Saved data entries
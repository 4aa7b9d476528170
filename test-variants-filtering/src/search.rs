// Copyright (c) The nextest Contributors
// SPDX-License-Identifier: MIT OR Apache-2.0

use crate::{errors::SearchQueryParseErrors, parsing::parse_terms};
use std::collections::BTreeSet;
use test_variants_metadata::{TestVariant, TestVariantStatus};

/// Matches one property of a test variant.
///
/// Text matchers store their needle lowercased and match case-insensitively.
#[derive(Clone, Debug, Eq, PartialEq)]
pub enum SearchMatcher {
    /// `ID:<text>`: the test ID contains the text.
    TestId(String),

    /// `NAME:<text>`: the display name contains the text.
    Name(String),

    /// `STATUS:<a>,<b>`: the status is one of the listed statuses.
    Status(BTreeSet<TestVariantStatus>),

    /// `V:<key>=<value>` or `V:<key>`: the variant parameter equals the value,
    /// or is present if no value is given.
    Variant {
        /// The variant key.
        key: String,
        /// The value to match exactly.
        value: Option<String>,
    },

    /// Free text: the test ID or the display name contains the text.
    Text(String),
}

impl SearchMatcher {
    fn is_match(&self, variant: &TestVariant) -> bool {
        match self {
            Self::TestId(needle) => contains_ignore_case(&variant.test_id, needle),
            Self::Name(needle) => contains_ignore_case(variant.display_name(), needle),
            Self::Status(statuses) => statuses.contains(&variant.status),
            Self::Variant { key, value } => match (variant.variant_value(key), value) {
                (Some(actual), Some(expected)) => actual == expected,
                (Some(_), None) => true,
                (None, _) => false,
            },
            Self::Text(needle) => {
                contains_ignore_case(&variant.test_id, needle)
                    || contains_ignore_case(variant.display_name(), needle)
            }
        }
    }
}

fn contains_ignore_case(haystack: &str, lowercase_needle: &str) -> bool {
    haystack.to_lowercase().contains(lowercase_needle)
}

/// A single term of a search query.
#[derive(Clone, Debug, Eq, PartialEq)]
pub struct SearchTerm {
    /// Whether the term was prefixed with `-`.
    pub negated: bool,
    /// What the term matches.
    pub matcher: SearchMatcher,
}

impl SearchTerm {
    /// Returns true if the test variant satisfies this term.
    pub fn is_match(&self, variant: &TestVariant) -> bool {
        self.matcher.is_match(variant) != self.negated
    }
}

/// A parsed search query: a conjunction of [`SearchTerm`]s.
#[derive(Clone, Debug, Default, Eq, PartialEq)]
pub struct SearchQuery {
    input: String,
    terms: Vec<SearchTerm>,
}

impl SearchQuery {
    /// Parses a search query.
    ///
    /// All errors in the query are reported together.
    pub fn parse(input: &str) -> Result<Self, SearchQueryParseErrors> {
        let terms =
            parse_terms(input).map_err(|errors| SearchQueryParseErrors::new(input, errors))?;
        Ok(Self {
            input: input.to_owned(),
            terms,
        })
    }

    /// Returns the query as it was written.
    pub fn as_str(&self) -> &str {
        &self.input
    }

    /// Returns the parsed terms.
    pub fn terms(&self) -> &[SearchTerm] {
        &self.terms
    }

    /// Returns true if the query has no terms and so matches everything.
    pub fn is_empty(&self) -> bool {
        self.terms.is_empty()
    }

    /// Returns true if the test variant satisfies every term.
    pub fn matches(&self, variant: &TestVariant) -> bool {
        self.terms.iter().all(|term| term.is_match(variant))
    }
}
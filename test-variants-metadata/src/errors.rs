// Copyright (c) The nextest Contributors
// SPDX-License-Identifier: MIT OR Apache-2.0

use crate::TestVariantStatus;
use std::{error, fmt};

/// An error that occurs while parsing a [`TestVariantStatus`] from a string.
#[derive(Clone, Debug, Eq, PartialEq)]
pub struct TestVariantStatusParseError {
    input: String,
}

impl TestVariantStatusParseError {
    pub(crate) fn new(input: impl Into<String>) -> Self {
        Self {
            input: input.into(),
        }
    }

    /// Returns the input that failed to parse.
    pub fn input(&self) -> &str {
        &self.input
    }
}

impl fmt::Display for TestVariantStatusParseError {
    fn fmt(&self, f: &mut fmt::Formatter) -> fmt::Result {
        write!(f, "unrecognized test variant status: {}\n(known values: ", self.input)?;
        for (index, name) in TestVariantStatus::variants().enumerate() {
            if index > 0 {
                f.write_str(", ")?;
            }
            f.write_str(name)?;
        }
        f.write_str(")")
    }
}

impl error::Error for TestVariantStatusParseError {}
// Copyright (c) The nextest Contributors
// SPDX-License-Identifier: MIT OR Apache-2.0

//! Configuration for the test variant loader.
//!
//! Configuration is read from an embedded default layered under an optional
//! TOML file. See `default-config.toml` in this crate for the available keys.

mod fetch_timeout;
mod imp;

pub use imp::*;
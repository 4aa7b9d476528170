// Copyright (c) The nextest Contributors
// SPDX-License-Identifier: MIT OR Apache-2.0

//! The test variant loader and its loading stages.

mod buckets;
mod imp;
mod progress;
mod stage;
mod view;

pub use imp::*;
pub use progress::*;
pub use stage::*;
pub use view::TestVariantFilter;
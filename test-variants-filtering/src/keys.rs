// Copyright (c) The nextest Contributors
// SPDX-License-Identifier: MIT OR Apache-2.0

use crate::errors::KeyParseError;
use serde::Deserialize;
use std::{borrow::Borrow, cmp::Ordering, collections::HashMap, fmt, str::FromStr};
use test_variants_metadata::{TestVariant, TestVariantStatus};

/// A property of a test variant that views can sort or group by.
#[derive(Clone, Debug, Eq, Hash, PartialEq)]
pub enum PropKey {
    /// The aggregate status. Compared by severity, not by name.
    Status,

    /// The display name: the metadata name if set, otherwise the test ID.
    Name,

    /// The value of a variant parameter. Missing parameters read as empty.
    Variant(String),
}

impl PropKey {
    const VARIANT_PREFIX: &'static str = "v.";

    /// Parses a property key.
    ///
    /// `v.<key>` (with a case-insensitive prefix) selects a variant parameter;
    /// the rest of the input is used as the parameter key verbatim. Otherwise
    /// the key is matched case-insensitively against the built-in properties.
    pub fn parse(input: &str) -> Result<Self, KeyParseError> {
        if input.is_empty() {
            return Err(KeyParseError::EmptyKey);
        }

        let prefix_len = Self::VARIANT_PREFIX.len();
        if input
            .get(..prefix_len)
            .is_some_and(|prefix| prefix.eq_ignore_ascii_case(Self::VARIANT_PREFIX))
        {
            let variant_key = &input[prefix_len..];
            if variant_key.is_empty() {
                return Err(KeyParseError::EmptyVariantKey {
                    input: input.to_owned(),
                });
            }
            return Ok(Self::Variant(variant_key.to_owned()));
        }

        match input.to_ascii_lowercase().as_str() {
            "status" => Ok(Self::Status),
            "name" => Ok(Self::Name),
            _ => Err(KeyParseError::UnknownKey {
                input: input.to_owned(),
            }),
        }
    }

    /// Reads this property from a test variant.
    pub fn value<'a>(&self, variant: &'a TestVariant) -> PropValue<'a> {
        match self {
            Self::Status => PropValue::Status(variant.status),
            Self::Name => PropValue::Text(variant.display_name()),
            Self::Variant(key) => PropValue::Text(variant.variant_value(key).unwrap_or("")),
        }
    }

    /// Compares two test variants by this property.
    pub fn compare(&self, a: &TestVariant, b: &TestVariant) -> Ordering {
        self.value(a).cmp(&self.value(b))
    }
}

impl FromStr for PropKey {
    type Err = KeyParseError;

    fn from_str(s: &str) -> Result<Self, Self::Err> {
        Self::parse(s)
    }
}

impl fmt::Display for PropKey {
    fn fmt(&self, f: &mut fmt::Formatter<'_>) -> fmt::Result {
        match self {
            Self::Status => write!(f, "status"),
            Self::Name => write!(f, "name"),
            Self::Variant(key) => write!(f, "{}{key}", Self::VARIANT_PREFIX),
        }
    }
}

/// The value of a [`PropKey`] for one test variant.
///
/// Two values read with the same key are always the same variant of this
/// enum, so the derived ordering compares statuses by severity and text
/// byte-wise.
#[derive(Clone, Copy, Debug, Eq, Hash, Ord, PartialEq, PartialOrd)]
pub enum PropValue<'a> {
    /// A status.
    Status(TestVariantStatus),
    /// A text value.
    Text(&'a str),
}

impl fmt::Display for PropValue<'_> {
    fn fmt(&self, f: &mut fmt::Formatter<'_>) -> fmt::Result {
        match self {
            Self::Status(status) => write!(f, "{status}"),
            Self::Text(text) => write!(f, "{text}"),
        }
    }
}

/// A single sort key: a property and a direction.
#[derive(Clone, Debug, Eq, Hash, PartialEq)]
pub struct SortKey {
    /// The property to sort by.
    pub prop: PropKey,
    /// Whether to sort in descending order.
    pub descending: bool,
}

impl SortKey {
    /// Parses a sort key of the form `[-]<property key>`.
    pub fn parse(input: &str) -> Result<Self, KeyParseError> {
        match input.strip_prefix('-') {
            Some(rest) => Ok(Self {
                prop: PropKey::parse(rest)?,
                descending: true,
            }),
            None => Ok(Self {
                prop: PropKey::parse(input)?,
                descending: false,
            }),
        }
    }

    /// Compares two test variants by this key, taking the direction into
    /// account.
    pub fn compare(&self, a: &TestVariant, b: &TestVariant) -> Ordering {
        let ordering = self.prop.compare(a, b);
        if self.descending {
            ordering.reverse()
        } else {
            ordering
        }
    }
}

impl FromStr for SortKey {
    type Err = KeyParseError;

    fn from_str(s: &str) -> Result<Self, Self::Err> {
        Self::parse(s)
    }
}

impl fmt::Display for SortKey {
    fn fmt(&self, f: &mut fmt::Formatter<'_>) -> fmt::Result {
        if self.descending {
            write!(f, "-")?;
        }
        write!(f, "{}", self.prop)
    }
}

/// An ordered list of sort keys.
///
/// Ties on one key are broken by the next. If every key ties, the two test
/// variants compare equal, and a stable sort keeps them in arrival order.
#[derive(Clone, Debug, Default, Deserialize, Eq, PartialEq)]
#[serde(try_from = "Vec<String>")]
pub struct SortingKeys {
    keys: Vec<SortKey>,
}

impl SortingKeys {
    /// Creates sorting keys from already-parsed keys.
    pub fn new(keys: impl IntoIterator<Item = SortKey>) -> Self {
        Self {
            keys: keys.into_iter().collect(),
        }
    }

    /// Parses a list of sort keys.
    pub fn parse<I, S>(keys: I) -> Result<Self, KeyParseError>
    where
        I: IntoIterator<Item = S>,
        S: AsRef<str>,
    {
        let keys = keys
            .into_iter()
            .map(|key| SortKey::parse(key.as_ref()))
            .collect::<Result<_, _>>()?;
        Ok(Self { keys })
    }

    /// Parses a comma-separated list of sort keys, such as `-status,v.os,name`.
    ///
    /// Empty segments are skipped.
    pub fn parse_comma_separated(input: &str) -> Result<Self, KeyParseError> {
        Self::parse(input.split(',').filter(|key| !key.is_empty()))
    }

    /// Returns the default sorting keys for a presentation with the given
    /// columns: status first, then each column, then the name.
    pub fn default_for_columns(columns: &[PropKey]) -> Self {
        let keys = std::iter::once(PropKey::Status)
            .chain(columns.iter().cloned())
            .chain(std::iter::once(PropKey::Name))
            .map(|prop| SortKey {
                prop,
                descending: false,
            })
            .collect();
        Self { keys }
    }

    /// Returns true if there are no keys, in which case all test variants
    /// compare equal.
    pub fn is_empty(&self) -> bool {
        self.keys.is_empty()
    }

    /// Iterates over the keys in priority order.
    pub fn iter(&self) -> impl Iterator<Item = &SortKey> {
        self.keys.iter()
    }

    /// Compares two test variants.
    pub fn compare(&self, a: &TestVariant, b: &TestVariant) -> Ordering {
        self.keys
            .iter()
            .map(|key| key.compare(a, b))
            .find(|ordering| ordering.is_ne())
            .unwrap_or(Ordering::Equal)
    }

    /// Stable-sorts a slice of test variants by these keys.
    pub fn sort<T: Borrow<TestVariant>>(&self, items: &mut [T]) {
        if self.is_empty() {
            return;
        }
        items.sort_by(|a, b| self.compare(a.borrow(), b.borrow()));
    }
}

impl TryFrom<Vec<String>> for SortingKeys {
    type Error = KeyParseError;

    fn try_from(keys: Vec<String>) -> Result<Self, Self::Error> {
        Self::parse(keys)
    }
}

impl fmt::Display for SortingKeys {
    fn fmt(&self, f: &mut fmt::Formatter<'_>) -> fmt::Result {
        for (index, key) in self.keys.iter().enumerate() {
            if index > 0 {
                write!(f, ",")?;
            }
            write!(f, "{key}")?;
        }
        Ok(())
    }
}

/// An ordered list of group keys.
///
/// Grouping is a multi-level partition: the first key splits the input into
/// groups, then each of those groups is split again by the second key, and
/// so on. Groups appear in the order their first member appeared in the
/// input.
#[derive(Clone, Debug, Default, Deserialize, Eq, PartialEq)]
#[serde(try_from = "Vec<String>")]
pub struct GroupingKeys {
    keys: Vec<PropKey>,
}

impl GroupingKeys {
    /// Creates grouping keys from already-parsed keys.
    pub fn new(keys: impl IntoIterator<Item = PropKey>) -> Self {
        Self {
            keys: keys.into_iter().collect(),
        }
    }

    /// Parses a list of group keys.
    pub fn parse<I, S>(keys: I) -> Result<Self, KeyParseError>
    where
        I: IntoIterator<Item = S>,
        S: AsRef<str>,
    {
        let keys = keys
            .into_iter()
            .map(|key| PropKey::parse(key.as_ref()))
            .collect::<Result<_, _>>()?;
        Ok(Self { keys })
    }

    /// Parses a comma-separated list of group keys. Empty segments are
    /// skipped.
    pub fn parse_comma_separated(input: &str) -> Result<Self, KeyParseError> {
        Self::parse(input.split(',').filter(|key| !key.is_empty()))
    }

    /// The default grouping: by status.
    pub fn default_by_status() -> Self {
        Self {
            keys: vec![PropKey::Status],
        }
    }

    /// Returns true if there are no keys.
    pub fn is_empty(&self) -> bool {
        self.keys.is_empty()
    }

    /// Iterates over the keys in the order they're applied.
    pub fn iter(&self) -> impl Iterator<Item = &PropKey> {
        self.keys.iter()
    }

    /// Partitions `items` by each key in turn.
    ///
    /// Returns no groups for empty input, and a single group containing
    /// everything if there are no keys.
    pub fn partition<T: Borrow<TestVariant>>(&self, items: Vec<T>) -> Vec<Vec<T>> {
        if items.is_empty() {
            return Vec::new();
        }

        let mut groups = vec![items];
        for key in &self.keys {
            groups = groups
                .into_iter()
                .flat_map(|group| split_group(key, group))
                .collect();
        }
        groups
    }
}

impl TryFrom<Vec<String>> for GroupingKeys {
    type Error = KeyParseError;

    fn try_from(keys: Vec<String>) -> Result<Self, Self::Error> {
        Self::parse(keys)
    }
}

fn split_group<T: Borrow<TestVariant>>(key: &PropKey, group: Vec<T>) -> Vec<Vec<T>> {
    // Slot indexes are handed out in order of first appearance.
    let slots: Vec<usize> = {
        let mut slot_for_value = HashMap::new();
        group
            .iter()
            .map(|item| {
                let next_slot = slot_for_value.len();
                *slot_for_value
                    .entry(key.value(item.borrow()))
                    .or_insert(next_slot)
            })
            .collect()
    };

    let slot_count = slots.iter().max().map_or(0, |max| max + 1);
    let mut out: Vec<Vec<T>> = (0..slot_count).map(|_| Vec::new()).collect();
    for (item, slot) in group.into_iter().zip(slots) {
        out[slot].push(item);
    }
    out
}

To do ->
Using the entries above, give again each line from the one containing "let mut slot_for_value" through the last line, exactly and only those.

The completed task ->
        let mut slot_for_value = HashMap::new();
        group
            .iter()
            .map(|item| {
                let next_slot = slot_for_value.len();
                *slot_for_value
                    .entry(key.value(item.borrow()))
                    .or_insert(next_slot)
            })
            .collect()
    };

    let slot_count = slots.iter().max().map_or(0, |max| max + 1);
    let mut out: Vec<Vec<T>> = (0..slot_count).map(|_| Vec::new()).collect();
    for (item, slot) in group.into_iter().zip(slots) {
        out[slot].push(item);
    }
    out
}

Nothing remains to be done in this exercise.